After receiving this signal from all nodes we have finished the preparation of the local checkpoint. We can now release the mutex.

The next step is to start sending the signal LCP_FRAG_ORD to DBLQH. Each such signal asks DBLQH to checkpoint a specific table fragment. Many such signals can be outstanding at a time, they are queued up if DBLQH isn't ready to execute them. DBDIH will send lots of those signals to give DBLQH the chance to control the speed of executing the local checkpoint.

Whenever DBLQH finishes execution of a local checkpoint for a table fragment it will send the signal LCP_FRAG_REP to report about the completed checkpoint. This signal is sent to all DBDIHs (one per node).

When the master DBDIH have completed sending all LCP_FRAG_ORD to all nodes, it will send a final LCP_FRAG_ORD with the last fragment flag set to true. This indicates to all DBLQHs that no more checkpoint requests will be sent. Thus when DBLQH finishes executing the last checkpoint in the queue and this signal have been received, it knows that its part of the local checkpoint execution is completed.

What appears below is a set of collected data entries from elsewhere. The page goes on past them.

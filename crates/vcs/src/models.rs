/// A file read from the repository at some ref.
#[derive(Debug, Clone, PartialEq, Eq)]
pub struct VcsFile {
    pub path: String,
    pub content: Vec<u8>,
    /// Git blob SHA of `content`; required to update or delete the file.
    pub sha: String,
}

/// What a tree entry does to its path.
#[derive(Debug, Clone, PartialEq, Eq)]
pub enum TreeChange {
    Upsert(Vec<u8>),
    Remove,
}

/// One path in a multi-file commit.
#[derive(Debug, Clone, PartialEq, Eq)]
pub struct TreeEntry {
    pub path: String,
    pub change: TreeChange,
}
impl TreeEntry {
    pub fn upsert(path: impl Into<String>, content: impl Into<Vec<u8>>) -> Self {
        Self {
            path: path.into(),
            change: TreeChange::Upsert(content.into()),
        }
    }

    pub fn remove(path: impl Into<String>) -> Self {
        Self {
            path: path.into(),
            change: TreeChange::Remove,
        }
    }
}
use crate::error::ErrorKind;
use derive_more::Display;
use serde::{Deserialize, Serialize};
use std::str::FromStr;

/// Deployment environment a file copy belongs to.
#[derive(Debug, Display, Clone, Copy, PartialEq, Eq, Hash, PartialOrd, Ord, Serialize, Deserialize)]
#[serde(rename_all = "lowercase")]
pub enum Environment {
    #[display("staging")]
    Staging,
    #[display("production")]
    Production,
}

impl Environment {
    pub const ALL: [Environment; 2] = [Environment::Staging, Environment::Production];

    pub fn as_str(&self) -> &'static str {
        match self {
            Self::Staging => "staging",
            Self::Production => "production",
        }
    }
}

impl FromStr for Environment {
    type Err = ErrorKind;

    fn from_str(s: &str) -> Result<Self, Self::Err> {
        match s {
            "staging" => Ok(Self::Staging),
            "production" => Ok(Self::Production),
            other => Err(ErrorKind::UnknownEnvironment(other.to_string())),
        }
    }
}

#[cfg(test)]
mod tests {
    use super::*;
    use rstest::rstest;

    #[rstest]
    #[case("staging", Environment::Staging)]
    #[case("production", Environment::Production)]
    fn test_round_trips_literal(#[case] literal: &str, #[case] expected: Environment) {
        let parsed: Environment = literal.parse().unwrap();
        assert_eq!(parsed, expected);
        assert_eq!(parsed.to_string(), literal);
        assert_eq!(parsed.as_str(), literal);
    }

    #[rstest]
    #[case("Staging")]
    #[case("prod")]
    #[case("")]
    fn test_rejects_unknown(#[case] literal: &str) {
        assert!(matches!(literal.parse::<Environment>(), Err(ErrorKind::UnknownEnvironment(_))));
    }
}
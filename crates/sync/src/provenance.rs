//! Provenance tags: where an object's current content came from.
//!
//! Every object the sync writes carries these tags as object metadata. They are
//! the loop breaker: a change that came from system X is never synced back to
//! X. Reading is best-effort. Untagged objects are treated as manual edits and
//! stay eligible for sync; a malformed field is treated as unknown, never as an
//! error.

use confsync_config::Environment;
use confsync_storage::Metadata;
use derive_more::Display;
use time::format_description::well_known::Rfc3339;
use time::{Duration, OffsetDateTime};

pub const SYNCED_FROM: &str = "synced-from";
pub const SYNC_DIRECTION: &str = "sync-direction";
pub const SYNCED_AT: &str = "synced-at";
pub const FILE_HASH: &str = "file-hash";
pub const ENVIRONMENT: &str = "environment";
pub const SOURCE_FOLDER: &str = "source-folder";
pub const SOURCE_FILE: &str = "source-file";
pub const COMMIT_SHA: &str = "commit-sha";
pub const COPIED_FROM: &str = "copied-from";

const KEYS: [&str; 9] = [
    SYNCED_FROM,
    SYNC_DIRECTION,
    SYNCED_AT,
    FILE_HASH,
    ENVIRONMENT,
    SOURCE_FOLDER,
    SOURCE_FILE,
    COMMIT_SHA,
    COPIED_FROM,
];

#[derive(Debug, Display, Clone, PartialEq, Eq)]
pub enum Direction {
    #[display("github-to-s3")]
    GithubToS3,
    #[display("s3-to-github")]
    S3ToGithub,
    /// Written by something else; kept verbatim and never matched.
    #[display("{_0}")]
    Other(String),
}

impl Direction {
    fn parse(value: &str) -> Self {
        match value {
            "github-to-s3" => Self::GithubToS3,
            "s3-to-github" => Self::S3ToGithub,
            other => Self::Other(other.to_string()),
        }
    }

    /// System identifier the change originated from.
    pub fn origin(&self) -> Option<&'static str> {
        match self {
            Self::GithubToS3 => Some("github"),
            Self::S3ToGithub => Some("s3"),
            Self::Other(_) => None,
        }
    }
}

/// Provenance read back from an object's metadata.
#[derive(Debug, Clone, Default, PartialEq, Eq)]
pub struct Provenance {
    pub synced_from: Option<String>,
    pub direction: Option<Direction>,
    /// `None` when missing or not a valid RFC 3339 timestamp.
    pub synced_at: Option<OffsetDateTime>,
    pub file_hash: Option<String>,
    pub environment: Option<String>,
    pub source_folder: Option<String>,
    pub source_file: Option<String>,
    pub commit_sha: Option<String>,
    pub copied_from: Option<String>,
}

impl Provenance {
    /// Read provenance from object metadata, or `None` if the object carries
    /// no provenance keys at all.
    pub fn read(metadata: &Metadata) -> Option<Self> {
        if !KEYS.iter().any(|key| metadata.contains_key(*key)) {
            return None;
        }
        let text = |key: &str| metadata.get(key).map(|v| v.trim()).filter(|v| !v.is_empty()).map(str::to_string);
        let synced_at = metadata.get(SYNCED_AT).and_then(|raw| match OffsetDateTime::parse(raw.trim(), &Rfc3339) {
            Ok(at) => Some(at),
            Err(e) => {
                tracing::debug!(value = %raw, error = %e, "Ignoring malformed sync timestamp");
                None
            },
        });
        Some(Self {
            synced_from: text(SYNCED_FROM),
            direction: text(SYNC_DIRECTION).map(|d| Direction::parse(&d)),
            synced_at,
            file_hash: text(FILE_HASH),
            environment: text(ENVIRONMENT),
            source_folder: text(SOURCE_FOLDER),
            source_file: text(SOURCE_FILE),
            commit_sha: text(COMMIT_SHA),
            copied_from: text(COPIED_FROM),
        })
    }

    /// Whether the tags say this content came from `system` (`github` or `s3`).
    pub fn originates_from(&self, system: &str) -> bool {
        self.direction.as_ref().and_then(Direction::origin) == Some(system)
            || self.synced_from.as_deref().is_some_and(|from| from.contains(system))
    }

    /// Whether the last sync happened less than `window` away from `now`.
    pub fn synced_within(&self, window: Duration, now: OffsetDateTime) -> bool {
        self.synced_at.is_some_and(|at| (now - at).abs() < window)
    }
}

/// What to record about a write to the object store.
#[derive(Debug, Clone)]
pub struct Tag<'a> {
    pub synced_from: &'a str,
    pub direction: Direction,
    /// SHA-256 of the content being written.
    pub file_hash: &'a str,
    pub environment: Environment,
    pub folder: &'a str,
    pub file: &'a str,
    pub commit_sha: Option<&'a str>,
    pub copied_from: Option<Environment>,
}

/// Build the metadata attached to an object-store write made at `now`.
pub fn tag(tag: &Tag<'_>, now: OffsetDateTime) -> Metadata {
    let mut metadata = Metadata::new();
    let synced_at = now.format(&Rfc3339).unwrap_or_else(|_| now.unix_timestamp().to_string());
    metadata.insert(SYNCED_FROM.to_string(), tag.synced_from.to_string());
    metadata.insert(SYNC_DIRECTION.to_string(), tag.direction.to_string());
    metadata.insert(SYNCED_AT.to_string(), synced_at);
    metadata.insert(FILE_HASH.to_string(), tag.file_hash.to_string());
    metadata.insert(ENVIRONMENT.to_string(), tag.environment.to_string());
    metadata.insert(SOURCE_FOLDER.to_string(), tag.folder.to_string());
    metadata.insert(SOURCE_FILE.to_string(), tag.file.to_string());
    if let Some(sha) = tag.commit_sha {
        metadata.insert(COMMIT_SHA.to_string(), sha.to_string());
    }
    if let Some(from) = tag.copied_from {
        metadata.insert(COPIED_FROM.to_string(), from.to_string());
    }
    metadata
}

#[cfg(test)]
mod tests {
    use super::*;
    use rstest::rstest;
    use time::macros::datetime;

    fn metadata(pairs: &[(&str, &str)]) -> Metadata {
        pairs.iter().map(|(k, v)| (k.to_string(), v.to_string())).collect()
    }

    #[test]
    fn test_tag_then_read() {
        let now = datetime!(2024-03-01 12:00:00 UTC);
        let written = tag(
            &Tag {
                synced_from: "github-staging",
                direction: Direction::GithubToS3,
                file_hash: "abc123",
                environment: Environment::Staging,
                folder: "config",
                file: "test.json",
                commit_sha: Some("deadbeef"),
                copied_from: None,
            },
            now,
        );
        assert_eq!(written.get(SYNCED_AT).unwrap(), "2024-03-01T12:00:00Z");
        assert!(!written.contains_key(COPIED_FROM));

        let provenance = Provenance::read(&written).unwrap();
        assert_eq!(provenance.direction, Some(Direction::GithubToS3));
        assert_eq!(provenance.synced_at, Some(now));
        assert_eq!(provenance.file_hash.as_deref(), Some("abc123"));
        assert_eq!(provenance.source_file.as_deref(), Some("test.json"));
        assert_eq!(provenance.commit_sha.as_deref(), Some("deadbeef"));
        assert!(provenance.originates_from("github"));
        assert!(!provenance.originates_from("s3"));
    }

    #[test]
    fn test_untagged_objects_have_no_provenance() {
        assert_eq!(Provenance::read(&Metadata::new()), None);
        assert_eq!(Provenance::read(&metadata(&[("content-owner", "ops")])), None);
    }

    #[test]
    fn test_malformed_fields_degrade_to_unknown() {
        let provenance =
            Provenance::read(&metadata(&[(SYNCED_AT, "yesterday"), (SYNC_DIRECTION, "sideways")])).unwrap();
        assert_eq!(provenance.synced_at, None);
        assert_eq!(provenance.direction, Some(Direction::Other("sideways".to_string())));
        assert!(!provenance.originates_from("github"));
        assert!(!provenance.synced_within(Duration::minutes(5), OffsetDateTime::now_utc()));
    }

    #[rstest]
    #[case(&[(SYNCED_FROM, "github-production")], "github", true)]
    #[case(&[(SYNCED_FROM, "github-staging-staging-copy")], "github", true)]
    #[case(&[(SYNCED_FROM, "manual-upload")], "github", false)]
    #[case(&[(SYNC_DIRECTION, "s3-to-github")], "s3", true)]
    #[case(&[(SYNC_DIRECTION, "s3-to-github")], "github", false)]
    fn test_originates_from(#[case] pairs: &[(&str, &str)], #[case] system: &str, #[case] expected: bool) {
        let provenance = Provenance::read(&metadata(pairs)).unwrap();
        assert_eq!(provenance.originates_from(system), expected);
    }

    #[rstest]
    #[case(Duration::ZERO, true)]
    #[case(Duration::minutes(4), true)]
    #[case(Duration::minutes(-4), true)]
    #[case(Duration::minutes(5), false)]
    #[case(Duration::minutes(10), false)]
    fn test_synced_within(#[case] age: Duration, #[case] expected: bool) {
        let now = datetime!(2024-03-01 12:00:00 UTC);
        let provenance = Provenance {
            synced_at: Some(now - age),
            ..Provenance::default()
        };
        assert_eq!(provenance.synced_within(Duration::minutes(5), now), expected);
    }
}
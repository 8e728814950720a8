//! Runtime settings for a sync run.
//!
//! Settings are layered with [`figment`], lowest precedence first:
//!
//! 1. Built-in defaults (and `/tmp` as the local root inside AWS Lambda).
//! 2. `config.toml` in the user's configuration directory.
//! 3. `confsync.toml`, `confsync.yaml` or `confsync.json` in the working
//!    directory.
//! 4. An explicit configuration file.
//! 5. The legacy deployment variables (`S3_BUCKET`, `AWS_REGION`,
//!    `GITHUB_TOKEN`, ...).
//! 6. `CONFSYNC_`-prefixed variables, with `__` separating nested keys
//!    (`CONFSYNC_STORE__BUCKET`).
//!
//! This is the only place the process environment is consulted; everything
//! downstream receives a [`SyncConfig`] value.

use crate::Environment;
use crate::error::{ErrorKind, Result};
use directories::ProjectDirs;
use exn::ResultExt;
use figment::Figment;
use figment::providers::{Env, Format, Json, Serialized, Toml, Yaml};
use serde::{Deserialize, Serialize};
use std::path::{Path, PathBuf};
use std::time::Duration;

const LEGACY_VARIABLES: [&str; 10] = [
    "S3_BUCKET",
    "AWS_REGION",
    "AWS_ACCESS_KEY_ID",
    "AWS_SECRET_ACCESS_KEY",
    "AWS_SESSION_TOKEN",
    "GITHUB_TOKEN",
    "GITHUB_REPO",
    "GITHUB_REPOSITORY",
    "GITHUB_SHA",
    "SYNC_SOURCE",
];

fn legacy_key(variable: &str) -> &'static str {
    match variable.to_ascii_uppercase().as_str() {
        "S3_BUCKET" => "store.bucket",
        "AWS_REGION" => "store.region",
        "AWS_ACCESS_KEY_ID" => "store.key_id",
        "AWS_SECRET_ACCESS_KEY" => "store.key_secret",
        "AWS_SESSION_TOKEN" => "store.session_token",
        "GITHUB_TOKEN" => "github.token",
        "GITHUB_REPO" | "GITHUB_REPOSITORY" => "github.repository",
        "GITHUB_SHA" => "commit_sha",
        "SYNC_SOURCE" => "sync_source",
        _ => "unmapped",
    }
}

/// Object-store connection settings.
#[derive(Debug, Clone, PartialEq, Eq, Serialize, Deserialize)]
#[serde(default)]
pub struct StoreConfig {
    pub bucket: String,
    pub region: String,
    /// Custom endpoint for S3-compatible services.
    pub endpoint: Option<String>,
    pub key_id: Option<String>,
    pub key_secret: Option<String>,
    pub session_token: Option<String>,
}
impl Default for StoreConfig {
    fn default() -> Self {
        Self {
            bucket: String::new(),
            region: "ap-southeast-2".to_string(),
            endpoint: None,
            key_id: None,
            key_secret: None,
            session_token: None,
        }
    }
}

/// VCS host settings.
#[derive(Debug, Clone, PartialEq, Eq, Serialize, Deserialize)]
#[serde(default)]
pub struct GitHubConfig {
    /// `owner/repo`
    pub repository: Option<String>,
    pub token: Option<String>,
    pub api_url: String,
}
impl Default for GitHubConfig {
    fn default() -> Self {
        Self {
            repository: None,
            token: None,
            api_url: "https://api.github.com".to_string(),
        }
    }
}
impl GitHubConfig {
    /// The configured repository split into `(owner, repo)`.
    pub fn repository(&self) -> Option<(&str, &str)> {
        self.repository
            .as_deref()
            .and_then(|r| r.split_once('/'))
            .filter(|(owner, repo)| !owner.is_empty() && !repo.is_empty() && !repo.contains('/'))
    }
}

/// Which VCS branch holds each environment's files.
#[derive(Debug, Clone, PartialEq, Eq, Serialize, Deserialize)]
#[serde(default)]
pub struct Branches {
    pub staging: String,
    pub production: String,
}
impl Default for Branches {
    fn default() -> Self {
        Self {
            staging: "staging".to_string(),
            production: "main".to_string(),
        }
    }
}
impl Branches {
    pub fn for_env(&self, env: Environment) -> &str {
        match env {
            Environment::Staging => &self.staging,
            Environment::Production => &self.production,
        }
    }
}

/// Everything a sync run needs besides the registry itself.
#[derive(Debug, Clone, PartialEq, Eq, Serialize, Deserialize)]
#[serde(default)]
pub struct SyncConfig {
    /// Path to the folder registry (`folders.json`).
    pub registry: PathBuf,
    /// Directory the registry's local paths are relative to.
    pub local_root: PathBuf,
    pub store: StoreConfig,
    pub github: GitHubConfig,
    pub branches: Branches,
    /// Seconds after a sync during which changes are assumed to be echoes.
    pub suppression_window: u64,
    /// Identifier written as `synced-from`; defaults to `github-{env}`.
    pub sync_source: Option<String>,
    /// Commit that triggered this run, recorded in provenance tags.
    pub commit_sha: Option<String>,
}
impl Default for SyncConfig {
    fn default() -> Self {
        Self {
            registry: PathBuf::from("config/folders.json"),
            local_root: PathBuf::from("."),
            store: StoreConfig::default(),
            github: GitHubConfig::default(),
            branches: Branches::default(),
            suppression_window: 300,
            sync_source: None,
            commit_sha: None,
        }
    }
}

impl SyncConfig {
    /// The layered [`Figment`] this configuration is extracted from.
    pub fn figment(explicit: Option<&Path>) -> Figment {
        let mut figment = Figment::from(Serialized::defaults(SyncConfig::default()));
        if Env::var("AWS_LAMBDA_FUNCTION_NAME").is_some() {
            figment = figment.merge(Serialized::default("local_root", "/tmp"));
        }
        if let Some(dirs) = ProjectDirs::from("", "", "confsync") {
            figment = figment.merge(Toml::file(dirs.config_dir().join("config.toml")));
        }
        figment = figment
            .merge(Toml::file("confsync.toml"))
            .merge(Yaml::file("confsync.yaml"))
            .merge(Json::file("confsync.json"));
        if let Some(path) = explicit {
            figment = match path.extension().and_then(|e| e.to_str()) {
                Some("yaml" | "yml") => figment.merge(Yaml::file(path)),
                Some("json") => figment.merge(Json::file(path)),
                _ => figment.merge(Toml::file(path)),
            };
        }
        figment
            .merge(Env::raw().only(&LEGACY_VARIABLES).map(|key| legacy_key(key.as_str()).into()))
            .merge(Env::prefixed("CONFSYNC_").split("__"))
    }

    /// Load settings from every layer.
    pub fn load(explicit: Option<&Path>) -> Result<Self> {
        if let Some(path) = explicit
            && !path.is_file()
        {
            exn::bail!(ErrorKind::NotFound(path.to_path_buf()));
        }
        let config: Self = Self::figment(explicit).extract().or_raise(|| ErrorKind::Settings)?;
        tracing::debug!(
            registry = %config.registry.display(),
            local_root = %config.local_root.display(),
            bucket = %config.store.bucket,
            "Loaded runtime settings"
        );
        Ok(config)
    }

    pub fn suppression_window(&self) -> Duration {
        Duration::from_secs(self.suppression_window)
    }

    /// Value for the `synced-from` tag when pushing `env`.
    pub fn sync_source(&self, env: Environment) -> String {
        self.sync_source.clone().unwrap_or_else(|| format!("github-{env}"))
    }

    /// The bucket name, which is required for any object-store access.
    pub fn bucket(&self) -> Result<&str> {
        if self.store.bucket.trim().is_empty() {
            exn::bail!(ErrorKind::MissingSetting("store.bucket"));
        }
        Ok(&self.store.bucket)
    }
}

At completion of local checkpoint execution in a DBLQH it will send the signal LCP_COMPLETE_REP to all DBDIH blocks. This signal will first go to the DBLQH proxy block, only when all local DBLQH instances have sent this signal will the proxy block send this to the local DBDIH block, that in turn will broadcast it to all DBDIH blocks. This signal will be marked by DBLQH completing its part of the local checkpoint execution.

When a DBDIH block have heard this signal from all nodes and it has completed saving the changes to the distribution information from local checkpoint executions, it will send LCP_COMPLETE_REP to the master DBDIH block. This signal will be marked that DBDIH has completed its part of the local checkpoint execution.

When the master have received this signal from all DBDIH blocks, it will send LCP_COMPLETE_REP to all DBDIH blocks with a 0 indicating that now the entire local checkpoint execution is completed in all nodes.